Al convertir BNB en tokens que generan intereses mediante un protocolo de staking, los activos pueden seguir operando en el ecosistema DeFi. Por ejemplo, en algunos productos, la proporción de intercambio de tokens puede alcanzar 1.034:1, y este aumento refleja la acumulación de los beneficios del staking. En ese momento, al usar estos activos generadores de intereses como garantía para pedir stablecoins, se convierte en un juego de fondos que puede rotar continuamente.

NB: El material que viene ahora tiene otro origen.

//! Configuration loading from TOML files

use std::path::{Path, PathBuf};
use std::time::Duration;

use anyhow::{Context, Result};
use clap::ValueEnum;
use serde::{Deserialize, Deserializer};
use siphon_store::Backend;

/// Global configuration for siphon. CLI flags override every value.
#[derive(Debug, Clone, Deserialize, Default)]
#[serde(default)]
pub struct Config {
    pub queue: QueueConfig,
    pub report: ReportConfig,
    pub store: StoreConfig,
    pub scan: ScanConfig,
    pub extract: ExtractConfig,
    pub output: OutputConfig,
    pub workers: WorkersConfig,
}

#[derive(Debug, Clone, Deserialize)]
#[serde(default)]
pub struct QueueConfig {
    #[serde(rename = "type")]
    pub backend: Backend,
    pub name: String,
    /// Capacity
    pub buffer: usize,
    /// Drainer poll timeout
    #[serde(deserialize_with = "deserialize_duration")]
    pub poll: Duration,
}

impl Default for QueueConfig {
    fn default() -> Self {
        Self {
            backend: Backend::Memory,
            name: "siphon".to_string(),
            buffer: siphon_core::DEFAULT_CAPACITY,
            poll: Duration::ZERO,
        }
    }
}

/// Where outcomes are recorded, if anywhere
#[derive(Debug, Clone, Copy, Default, PartialEq, Eq, Deserialize, ValueEnum)]
#[serde(rename_all = "lowercase")]
pub enum ReportKind {
    #[default]
    None,
    Memory,
    Journal,
}

impl ReportKind {
    pub fn backend(self) -> Option<Backend> {
        match self {
            Self::None => None,
            Self::Memory => Some(Backend::Memory),
            Self::Journal => Some(Backend::Journal),
        }
    }
}

#[derive(Debug, Clone, Deserialize)]
#[serde(default)]
pub struct ReportConfig {
    #[serde(rename = "type")]
    pub kind: ReportKind,
    pub name: String,
}

impl Default for ReportConfig {
    fn default() -> Self {
        Self {
            kind: ReportKind::None,
            name: "siphon".to_string(),
        }
    }
}

#[derive(Debug, Clone, Deserialize)]
#[serde(default)]
pub struct StoreConfig {
    /// Directory holding journal queues and reports
    pub dir: PathBuf,
}

impl Default for StoreConfig {
    fn default() -> Self {
        Self {
            dir: PathBuf::from("./.siphon"),
        }
    }
}

#[derive(Debug, Clone, Default, Deserialize)]
#[serde(default)]
pub struct ScanConfig {
    pub include_pattern: Option<String>,
    pub exclude_pattern: Option<String>,
    pub follow_symlinks: bool,
    pub include_hidden_files: bool,
    pub include_os_files: bool,
    pub path_base: Option<PathBuf>,
}

#[derive(Debug, Clone, Default, Deserialize)]
#[serde(default)]
pub struct ExtractConfig {
    /// Relative queued paths are resolved against this
    pub working_directory: Option<PathBuf>,
    /// Larger files are skipped; accepts `512K`, `10M`, `1G`
    #[serde(deserialize_with = "deserialize_size")]
    pub max_file_size: Option<u64>,
}

#[derive(Debug, Clone, Copy, Default, PartialEq, Eq, Deserialize, ValueEnum)]
#[serde(rename_all = "lowercase")]
pub enum OutputKind {
    /// One text file (and metadata file) per input
    File,
    #[default]
    Stdout,
    /// A single parquet file
    Parquet,
}

#[derive(Debug, Clone, Deserialize)]
#[serde(default)]
pub struct OutputConfig {
    #[serde(rename = "type")]
    pub kind: OutputKind,
    pub directory: PathBuf,
    pub metadata: bool,
    pub compression_level: i32,
}

impl Default for OutputConfig {
    fn default() -> Self {
        Self {
            kind: OutputKind::Stdout,
            directory: PathBuf::from("./extracted"),
            metadata: true,
            compression_level: 3,
        }
    }
}

#[derive(Debug, Clone, Copy, Default, Deserialize)]
#[serde(default)]
pub struct WorkersConfig {
    /// Parallel extractions; hardware concurrency when unset
    pub jobs: Option<usize>,
}

/// Parse `250ms`, `5s`, `1m`, `2h`, `1d`. A bare number is seconds.
pub fn parse_duration(s: &str) -> Result<Duration, String> {
    let s = s.trim();
    let split = s
        .find(|c: char| !c.is_ascii_digit())
        .unwrap_or(s.len());
    let (digits, unit) = s.split_at(split);
    let n: u64 = digits
        .parse()
        .map_err(|_| format!("invalid duration '{s}'"))?;
    let secs = match unit.trim() {
        "ms" => return Ok(Duration::from_millis(n)),
        "" | "s" => n,
        "m" => n * 60,
        "h" => n * 60 * 60,
        "d" => n * 24 * 60 * 60,
        other => return Err(format!("unknown duration unit '{other}' in '{s}'")),
    };
    Ok(Duration::from_secs(secs))
}

/// Parse a byte count with an optional `K`, `M` or `G` suffix (powers of 1024)
pub fn parse_size(s: &str) -> Result<u64, String> {
    let s = s.trim();
    let (digits, shift) = match s.char_indices().last() {
        Some((i, 'k' | 'K')) => (&s[..i], 10),
        Some((i, 'm' | 'M')) => (&s[..i], 20),
        Some((i, 'g' | 'G')) => (&s[..i], 30),
        _ => (s, 0),
    };
    let n: u64 = digits
        .trim()
        .parse()
        .map_err(|_| format!("invalid size '{s}'"))?;
    n.checked_shl(shift)
        .filter(|v| v >> shift == n)
        .ok_or_else(|| format!("size '{s}' is too large"))
}

/// Parse a `name=value` tag
pub fn parse_tag(s: &str) -> Result<(String, String), String> {
    match s.split_once('=') {
        Some((name, value)) if !name.trim().is_empty() => {
            Ok((name.trim().to_string(), value.to_string()))
        }
        _ => Err(format!("tag '{s}' is not of the form name=value")),
    }
}

fn deserialize_duration<'de, D>(deserializer: D) -> Result<Duration, D::Error>
where
    D: Deserializer<'de>,
{
    let s = String::deserialize(deserializer)?;
    parse_duration(&s).map_err(serde::de::Error::custom)
}

fn deserialize_size<'de, D>(deserializer: D) -> Result<Option<u64>, D::Error>
where
    D: Deserializer<'de>,
{
    #[derive(Deserialize)]
    #[serde(untagged)]
    enum Size {
        Bytes(u64),
        Text(String),
    }
    match Option::<Size>::deserialize(deserializer)? {
        None => Ok(None),
        Some(Size::Bytes(n)) => Ok(Some(n)),
        Some(Size::Text(s)) => parse_size(&s).map(Some).map_err(serde::de::Error::custom),
    }
}

impl Config {
    /// Load configuration from default locations
    ///
    /// Search order:
    /// 1. ./siphon.toml (current directory)
    /// 2. ~/.config/siphon/config.toml
    ///
    /// If no config file found, returns default config.
    pub fn load() -> Result<Self> {
        let local_config = PathBuf::from("siphon.toml");
        if local_config.exists() {
            return Self::from_file(&local_config);
        }

        if let Some(config_dir) = directories::ProjectDirs::from("", "", "siphon") {
            let user_config = config_dir.config_dir().join("config.toml");
            if user_config.exists() {
                return Self::from_file(&user_config);
            }
        }

        log::debug!("No config file found, using defaults");
        Ok(Self::default())
    }

    /// Load configuration from a specific file
    pub fn from_file(path: &Path) -> Result<Self> {
        let content = std::fs::read_to_string(path)
            .with_context(|| format!("Failed to read config file: {}", path.display()))?;

        let config: Config = toml::from_str(&content)
            .with_context(|| format!("Failed to parse config file: {}", path.display()))?;

        log::info!("Loaded config from {}", path.display());
        Ok(config)
    }
}

#[cfg(test)]
mod tests {
    use super::*;

    #[test]
    fn default_config() {
        let config = Config::default();
        assert_eq!(config.queue.backend, Backend::Memory);
        assert_eq!(config.queue.buffer, siphon_core::DEFAULT_CAPACITY);
        assert_eq!(config.queue.poll, Duration::ZERO);
        assert_eq!(config.report.kind, ReportKind::None);
        assert_eq!(config.output.kind, OutputKind::Stdout);
        assert!(config.output.metadata);
        assert!(config.workers.jobs.is_none());
    }

    #[test]
    fn parse_config_toml() {
        let toml = r#"
[queue]
type = "journal"
name = "inbox"
buffer = 64
poll = "5s"

[report]
type = "journal"

[scan]
include_pattern = "**/*.txt"
include_hidden_files = true

[extract]
max_file_size = "10M"

[output]
type = "parquet"
directory = "/tmp/out"

[workers]
jobs = 3
"#;
        let config: Config = toml::from_str(toml).unwrap();
        assert_eq!(config.queue.backend, Backend::Journal);
        assert_eq!(config.queue.name, "inbox");
        assert_eq!(config.queue.buffer, 64);
        assert_eq!(config.queue.poll, Duration::from_secs(5));
        assert_eq!(config.report.kind, ReportKind::Journal);
        assert_eq!(config.report.name, "siphon");
        assert_eq!(config.scan.include_pattern.as_deref(), Some("**/*.txt"));
        assert!(config.scan.include_hidden_files);
        assert_eq!(config.extract.max_file_size, Some(10 << 20));
        assert_eq!(config.output.kind, OutputKind::Parquet);
        assert_eq!(config.output.directory, PathBuf::from("/tmp/out"));
        assert_eq!(config.workers.jobs, Some(3));
    }

    #[test]
    fn size_may_be_plain_bytes() {
        let config: Config = toml::from_str("[extract]\nmax_file_size = 2048\n").unwrap();
        assert_eq!(config.extract.max_file_size, Some(2048));
    }

    #[test]
    fn durations() {
        assert_eq!(parse_duration("250ms").unwrap(), Duration::from_millis(250));
        assert_eq!(parse_duration("5s").unwrap(), Duration::from_secs(5));
        assert_eq!(parse_duration("7").unwrap(), Duration::from_secs(7));
        assert_eq!(parse_duration("1m").unwrap(), Duration::from_secs(60));
        assert_eq!(parse_duration("2h").unwrap(), Duration::from_secs(7200));
        assert_eq!(parse_duration("1d").unwrap(), Duration::from_secs(86_400));
        assert!(parse_duration("5 weeks").is_err());
        assert!(parse_duration("s").is_err());
    }

    #[test]
    fn sizes() {
        assert_eq!(parse_size("512").unwrap(), 512);
        assert_eq!(parse_size("4k").unwrap(), 4096);
        assert_eq!(parse_size("10M").unwrap(), 10 << 20);
        assert_eq!(parse_size("1G").unwrap(), 1 << 30);
        assert!(parse_size("lots").is_err());
        assert!(parse_size("99999999999999G").is_err());
    }

    #[test]
    fn tags() {
        assert_eq!(
            parse_tag("batch=7").unwrap(),
            ("batch".to_string(), "7".to_string())
        );
        assert_eq!(parse_tag("note=a=b").unwrap().1, "a=b");
        assert!(parse_tag("novalue").is_err());
        assert!(parse_tag("=x").is_err());
    }
}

Las stablecoins prestadas no necesitan buscar pools de alto riesgo, sino que pueden invertirse en canales con rendimientos relativamente estables. La estructura de niveles en algunos plataformas de gestión de activos a plazo variable es muy interesante: los primeros 50,000 en límite ofrecen un 20.05% APR, y las cantidades que exceden solo un 0.05% APR. Este diseño implica claramente la estrategia: no invertir grandes sumas de una sola vez, sino usar un tamaño de préstamo razonable para aprovechar esta zona de altos rendimientos.
En otras palabras, tus BNB nunca necesitan moverse, pero a través de esta cadena, puedes generar flujo de efectivo de manera continua. Pero el requisito es tener respeto por la línea de liquidación. No llevar el LTV (relación préstamo-valor) al máximo, dejar un margen de seguridad, es la regla para la supervivencia a largo plazo. Las diferentes recompensas generadas en el ecosistema finalmente volverán a las activos principales, y esa es la verdadera retroalimentación del ciclo completo.